The study found that only the control diet reduced total and LDL cholesterol levels.

None of the diets increased HDL levels significantly. However the Mediterranean diets did improve HDL function. The improvement in HDL function was much larger among those consuming an extra quantity of virgin olive oil.

Fitó and her team found that the Mediterranean diet enriched with virgin olive oil improved key HDL functions, including: Reverse cholesterol transport, the process by which HDL removes cholesterol from plaque in the arteries and transports it to the liver where it is used to produce hormonal compounds or eliminated from the body.

Antioxidant protection, the ability of HDL to counteract the oxidation of LDL, which has been found to trigger the development of plaque in the arteries. Vasodilator capacity, which relaxes blood vessels, keeping them open and blood flowing.

Researchers said they were surprised to find that the control diet, which like the Mediterranean diets was rich in fruits and vegetables, had a negative impact on HDL’s anti-inflammatory properties.
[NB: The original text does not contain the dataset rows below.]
pub mod seed;
pub mod spendings;
pub mod sqlite;

pub use spendings::{SpendingStore, SqliteSpendingStore};
pub use sqlite::create_pool;

#[cfg(test)]
pub use spendings::MockSpendingStore;

/// Errors raised by the spending store
#[derive(thiserror::Error, Debug)]
pub enum StoreError {
    #[error("query failed: {0}")]
    Query(#[from] sqlx::Error),

    #[error("migration failed: {0}")]
    Migration(#[from] sqlx::migrate::MigrateError),
}

pub type StoreResult<T> = Result<T, StoreError>;
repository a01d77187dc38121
pub mod handlers;
pub mod routes;
pub mod state;

pub use routes::create_router;
pub use state::AppState;
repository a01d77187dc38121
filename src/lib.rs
pub mod api;
pub mod config;
pub mod db;
pub mod error;
pub mod middleware;
pub mod models;
pub mod services;
use serde::{Deserialize, Serialize};

mod spending;
mod user;

pub use spending::{DeletedSpending, NewSpending, Transaction};
pub use user::{DivideQuery, NameInput, User};

/// Number of transactions a user has at one merchant
#[derive(Debug, Clone, Copy, PartialEq, Eq)]
pub struct MerchantVisits {
    pub merchant_id: i64,
    pub visits: u64,
}

/// Most frequented merchant for a user
#[derive(Debug, Clone, Serialize, Deserialize, PartialEq)]
pub struct Recommendation {
    pub user_id: i64,
    /// `None` when the user has no transactions
    pub recommended_merchant_id: Option<i64>,
}

/// Dimensions of the implicit user × merchant spending matrix
#[derive(Debug, Clone, Serialize, Deserialize, PartialEq)]
pub struct MatrixShape {
    pub rows: i64,
    pub cols: i64,
    pub note: String,
}

impl MatrixShape {
    pub fn new(rows: i64, cols: i64) -> Self {
        Self {
            rows,
            cols,
            note: "Rows = users, Columns = merchants".to_string(),
        }
    }
}
use std::sync::Arc;

use crate::config::Config;
use crate::db::SpendingStore;

/// Shared application state
///
/// Cloned into every handler; the store and configuration are shared, never copied.
#[derive(Clone)]
pub struct AppState {
    pub store: Arc<dyn SpendingStore>,
    pub config: Arc<Config>,
}

impl AppState {
    pub fn new(store: Arc<dyn SpendingStore>, config: Config) -> Self {
        Self {
            store,
            config: Arc::new(config),
        }
    }
}
use std::sync::Arc;

use tracing_subscriber::{layer::SubscriberExt, util::SubscriberInitExt};

use spendings_api::{
    api::{create_router, AppState},
    config::{Config, Environment},
    db::{create_pool, seed, SqliteSpendingStore},
};

#[tokio::main]
async fn main() -> anyhow::Result<()> {
    tracing_subscriber::registry()
        .with(
            tracing_subscriber::EnvFilter::try_from_default_env()
                .unwrap_or_else(|_| "info,spendings_api=debug,tower_http=info".into()),
        )
        .with(tracing_subscriber::fmt::layer())
        .init();

    let config = Config::from_env()?;

    tracing::info!(
        app = %config.app_name,
        version = %config.app_version,
        environment = ?config.environment,
        debug = config.debug_mode,
        "Configuration loaded"
    );

    let pool = create_pool(&config.database_url, config.max_connections).await?;
    let store = SqliteSpendingStore::new(pool);
    store.migrate().await?;

    if config.environment == Environment::Deployment {
        seed::seed_if_empty(&store).await?;
    }

    let addr = config.bind_addr();
    let state = AppState::new(Arc::new(store), config);
    let app = create_router(state);

    let listener = tokio::net::TcpListener::bind(&addr).await?;
    tracing::info!(addr = %addr, "Server listening");

    axum::serve(listener, app)
        .with_graceful_shutdown(shutdown_signal())
        .await?;

    tracing::info!("Server stopped");

    Ok(())
}

async fn shutdown_signal() {
    if let Err(e) = tokio::signal::ctrl_c().await {
        tracing::error!(error = %e, "Failed to listen for shutdown signal");
    }
}
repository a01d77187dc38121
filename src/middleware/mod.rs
pub mod request_id;
use axum::{
    extract::{rejection::JsonRejection, Path, Query, State},
    Extension, Json,
};
use serde::Serialize;
use serde_json::{json, Value};

use crate::{
    config::Environment,
    error::{AppError, AppResult},
    middleware::request_id::RequestId,
    models::{
        DeletedSpending, DivideQuery, MatrixShape, NameInput, NewSpending, Recommendation,
        Transaction, User,
    },
    services::{matrix, recommendations, spendings},
};

use super::AppState;

// Response types

#[derive(Debug, Serialize)]
pub struct InfoResponse {
    pub app: String,
    pub version: String,
    pub environment: Environment,
    pub debug: bool,
    pub database: String,
}

#[derive(Debug, Serialize)]
pub struct NameCheckResponse {
    pub name: Option<String>,
    pub result: bool,
}

// Handlers

/// Liveness probe
pub async fn ping() -> Json<Value> {
    Json(json!({ "message": "pong" }))
}

/// Application environment information
pub async fn info(State(state): State<AppState>) -> Json<InfoResponse> {
    let config = &state.config;
    Json(InfoResponse {
        app: config.app_name.clone(),
        version: config.app_version.clone(),
        environment: config.environment,
        debug: config.debug_mode,
        database: config.database_url.clone(),
    })
}

/// Record a spending
pub async fn create_spending(
    State(state): State<AppState>,
    Extension(request_id): Extension<RequestId>,
    Json(spending): Json<NewSpending>,
) -> AppResult<Json<Transaction>> {
    let transaction = spendings::record_spending(state.store.as_ref(), spending).await?;

    tracing::info!(
        request_id = %request_id,
        transaction_id = transaction.transaction_id,
        user_id = transaction.user_id,
        "Spending recorded"
    );

    Ok(Json(transaction))
}

/// Get all spendings for a user
pub async fn get_spendings(
    State(state): State<AppState>,
    Path(user_id): Path<i64>,
) -> AppResult<Json<Vec<Transaction>>> {
    let rows = spendings::list_spendings(state.store.as_ref(), user_id).await?;
    Ok(Json(rows))
}

/// Delete all spendings for a user
pub async fn delete_spendings(
    State(state): State<AppState>,
    Extension(request_id): Extension<RequestId>,
    Path(user_id): Path<i64>,
) -> AppResult<Json<Vec<DeletedSpending>>> {
    let deleted = spendings::delete_spendings(state.store.as_ref(), user_id).await?;

    tracing::info!(
        request_id = %request_id,
        user_id,
        deleted = deleted.len(),
        "Spendings deleted"
    );

    Ok(Json(deleted))
}

/// Shape of the user × merchant matrix
pub async fn matrix_properties(State(state): State<AppState>) -> AppResult<Json<MatrixShape>> {
    let shape = matrix::matrix_shape(state.store.as_ref()).await?;
    Ok(Json(shape))
}

/// Most frequently visited merchant for a user
pub async fn get_recommendation(
    State(state): State<AppState>,
    Path(user_id): Path<i64>,
) -> AppResult<Json<Recommendation>> {
    let recommended_merchant_id =
        recommendations::recommend(state.store.as_ref(), user_id).await?;

    Ok(Json(Recommendation {
        user_id,
        recommended_merchant_id,
    }))
}

/// Echo a user payload
pub async fn create_user(Json(user): Json<User>) -> Json<Value> {
    Json(json!({ "received_user": user }))
}

/// Check whether a name matches "ediz", case-insensitively
///
/// A name in the JSON body takes precedence over the `name` query parameter.
/// The body is optional, but one that is sent must be valid.
pub async fn check_name(
    Query(query): Query<NameInput>,
    body: Result<Json<NameInput>, JsonRejection>,
) -> AppResult<Json<NameCheckResponse>> {
    let body_name = match body {
        Ok(Json(input)) => input.name,
        Err(JsonRejection::MissingJsonContentType(_)) => None,
        Err(rejection) => return Err(AppError::InvalidInput(rejection.body_text())),
    };

    let name = body_name
        .or(query.name)
        .filter(|name| !name.is_empty());

    let result = name
        .as_deref()
        .is_some_and(|name| name.trim().to_lowercase() == "ediz");

    Ok(Json(NameCheckResponse { name, result }))
}

/// Divide two integers
pub async fn divide(Query(query): Query<DivideQuery>) -> AppResult<Json<Value>> {
    if query.b == 0 {
        return Err(AppError::InvalidInput("Cannot divide by zero".to_string()));
    }

    Ok(Json(json!({ "result": query.a as f64 / query.b as f64 })))
}
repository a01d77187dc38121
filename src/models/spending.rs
use serde::{de, Deserialize, Deserializer, Serialize};

/// A single spending record linking a user to a merchant
#[derive(Debug, Clone, Serialize, Deserialize, PartialEq, sqlx::FromRow)]
pub struct Transaction {
    /// Identifier assigned by the store, increasing in insertion order
    pub transaction_id: i64,
    pub user_id: i64,
    pub merchant_id: i64,
    /// No sign constraint: refunds are negative
    pub amount: f64,
}

/// Request body for recording a spending
#[derive(Debug, Clone, Serialize, Deserialize, PartialEq)]
pub struct NewSpending {
    pub user_id: i64,
    pub merchant_id: i64,
    /// Accepts a JSON number or a numeric string such as `"19.99"`
    #[serde(deserialize_with = "amount_from_number_or_string")]
    pub amount: f64,
}

impl NewSpending {
    pub fn new(user_id: i64, merchant_id: i64, amount: f64) -> Self {
        Self {
            user_id,
            merchant_id,
            amount,
        }
    }

    /// Attaches the identifier the store assigned on insert
    pub fn into_transaction(self, transaction_id: i64) -> Transaction {
        Transaction {
            transaction_id,
            user_id: self.user_id,
            merchant_id: self.merchant_id,
            amount: self.amount,
        }
    }
}

/// A transaction reported back from a delete
#[derive(Debug, Clone, Serialize, PartialEq)]
pub struct DeletedSpending {
    #[serde(flatten)]
    pub transaction: Transaction,
    pub deleted: bool,
}

impl From<Transaction> for DeletedSpending {
    fn from(transaction: Transaction) -> Self {
        Self {
            transaction,
            deleted: true,
        }
    }
}

fn amount_from_number_or_string<'de, D>(deserializer: D) -> Result<f64, D::Error>
where
    D: Deserializer<'de>,
{
    #[derive(Deserialize)]
    #[serde(untagged)]
    enum Amount {
        Number(f64),
        Text(String),
    }

    match Amount::deserialize(deserializer)? {
        Amount::Number(value) => Ok(value),
        Amount::Text(text) => text
            .trim()
            .parse::<f64>()
            .ok()
            .filter(|value| value.is_finite())
            .ok_or_else(|| de::Error::custom(format!("invalid amount: {:?}", text))),
    }
}
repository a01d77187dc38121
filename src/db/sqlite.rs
use sqlx::sqlite::{SqliteConnectOptions, SqlitePool, SqlitePoolOptions};
use std::str::FromStr;
use std::time::Duration;

use super::StoreResult;

/// Creates a SQLite connection pool
///
/// Every store operation checks a connection out of this pool and hands it back
/// when the operation's future completes or is dropped.
///
/// An in-memory database only lives as long as its connection, so `:memory:` URLs
/// get a single connection that is never reaped.
pub async fn create_pool(database_url: &str, max_connections: u32) -> StoreResult<SqlitePool> {
    let options = SqliteConnectOptions::from_str(database_url)?
        .create_if_missing(true)
        .busy_timeout(Duration::from_secs(5));

    let pool = if database_url.contains(":memory:") {
        SqlitePoolOptions::new()
            .max_connections(1)
            .idle_timeout(None)
            .max_lifetime(None)
            .connect_with(options)
            .await?
    } else {
        SqlitePoolOptions::new()
            .max_connections(max_connections)
            .connect_with(options)
            .await?
    };

    tracing::debug!(max_connections, "SQLite pool created");

    Ok(pool)
}
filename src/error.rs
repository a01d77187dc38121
use axum::{
    http::StatusCode,
    response::{IntoResponse, Response},
    Json,
};
use serde_json::json;

use crate::db::StoreError;

/// Application-level errors
#[derive(thiserror::Error, Debug)]
pub enum AppError {
    #[error("Store error: {0}")]
    Store(#[from] StoreError),

    #[error("Invalid input: {0}")]
    InvalidInput(String),

    #[error("Internal server error: {0}")]
    Internal(String),
}

impl IntoResponse for AppError {
    fn into_response(self) -> Response {
        let (status, message) = match self {
            AppError::InvalidInput(msg) => (StatusCode::BAD_REQUEST, msg),
            AppError::Store(_) | AppError::Internal(_) => {
                tracing::error!(error = %self, "Request failed");
                (StatusCode::INTERNAL_SERVER_ERROR, self.to_string())
            }
        };

        let body = Json(json!({
            "error": message
        }));

        (status, body).into_response()
    }
}

pub type AppResult<T> = Result<T, AppError>;
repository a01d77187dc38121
use crate::{db::SpendingStore, error::AppResult, models::MatrixShape};

/// Shape of the user × merchant matrix implied by the recorded spendings
///
/// Rows are distinct users, columns are distinct merchants.
pub async fn matrix_shape(store: &dyn SpendingStore) -> AppResult<MatrixShape> {
    let rows = store.count_distinct_users().await?;
    let cols = store.count_distinct_merchants().await?;

    Ok(MatrixShape::new(rows, cols))
}
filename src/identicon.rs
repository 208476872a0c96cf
// src/identicon.rs

//! The one-pass pipeline: identifier → digest → {color, pattern} →
//! raster, bundled into a single immutable record.
//!
//! The whole pipeline is a pure function of the identifier string. There
//! is no caching and no shared state; concurrent calls need no
//! synchronization. Callers that want caching can key it by identifier,
//! since the mapping never changes.

use crate::color::ColorSpec;
use crate::digest::digest;
use crate::pattern::PatternGrid;
use crate::raster::{self, Canvas};
use serde::Serialize;

/// The composite identicon record for one identifier: the digest, the
/// derived color and pattern metadata, and the rendered raster.
///
/// Serializes to the metadata record only; the raster bytes are skipped.
#[derive(Debug, Clone, Serialize)]
pub struct Identicon {
    /// The identifier exactly as supplied, uninterpreted.
    pub identifier: String,
    /// 32-character lowercase hex MD5 digest of the identifier.
    pub digest: String,
    /// Color metadata derived from the digest's trailing 7 characters.
    pub color: ColorSpec,
    /// Pattern metadata derived from the digest's leading 15 characters.
    pub pattern: PatternGrid,
    /// The rendered 420x420 canvas.
    #[serde(skip)]
    pub canvas: Canvas,
    /// The canvas encoded as an RGB8 PNG.
    #[serde(skip)]
    pub png: Vec<u8>,
}

impl Identicon {
    /// Runs the full pipeline for one identifier.
    ///
    /// Infallible: every string, including the empty string, yields a
    /// deterministic identicon.
    pub fn generate(identifier: &str) -> Self {
        let digest = digest(identifier);
        let color = ColorSpec::from_digest(&digest);
        let pattern = PatternGrid::from_digest(&digest);
        let canvas = raster::render(&pattern, color.rgb);
        let png = raster::encode_png(&canvas);
        Self {
            identifier: identifier.to_owned(),
            digest,
            color,
            pattern,
            canvas,
            png,
        }
    }
}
A decrease in HDL’s anti-inflammatory capability is associated with cardiovascular disease.

Participants on the Mediterranean diets did not experience a decline in this important HDL function, the authors wrote.

Researchers said the differences in results between the diets were relatively small because the modifications of the Mediterranean diets were modest and the control diet was a healthy one.

Fitó added that study results are mainly focused on a high cardiovascular risk population that includes people who can obtain the most benefits from this diet intervention.

Still, Fitó said, “Following a Mediterranean diet rich in virgin olive oil could protect our cardiovascular health in several ways, including making our ‘good cholesterol’ work in a more complete way.”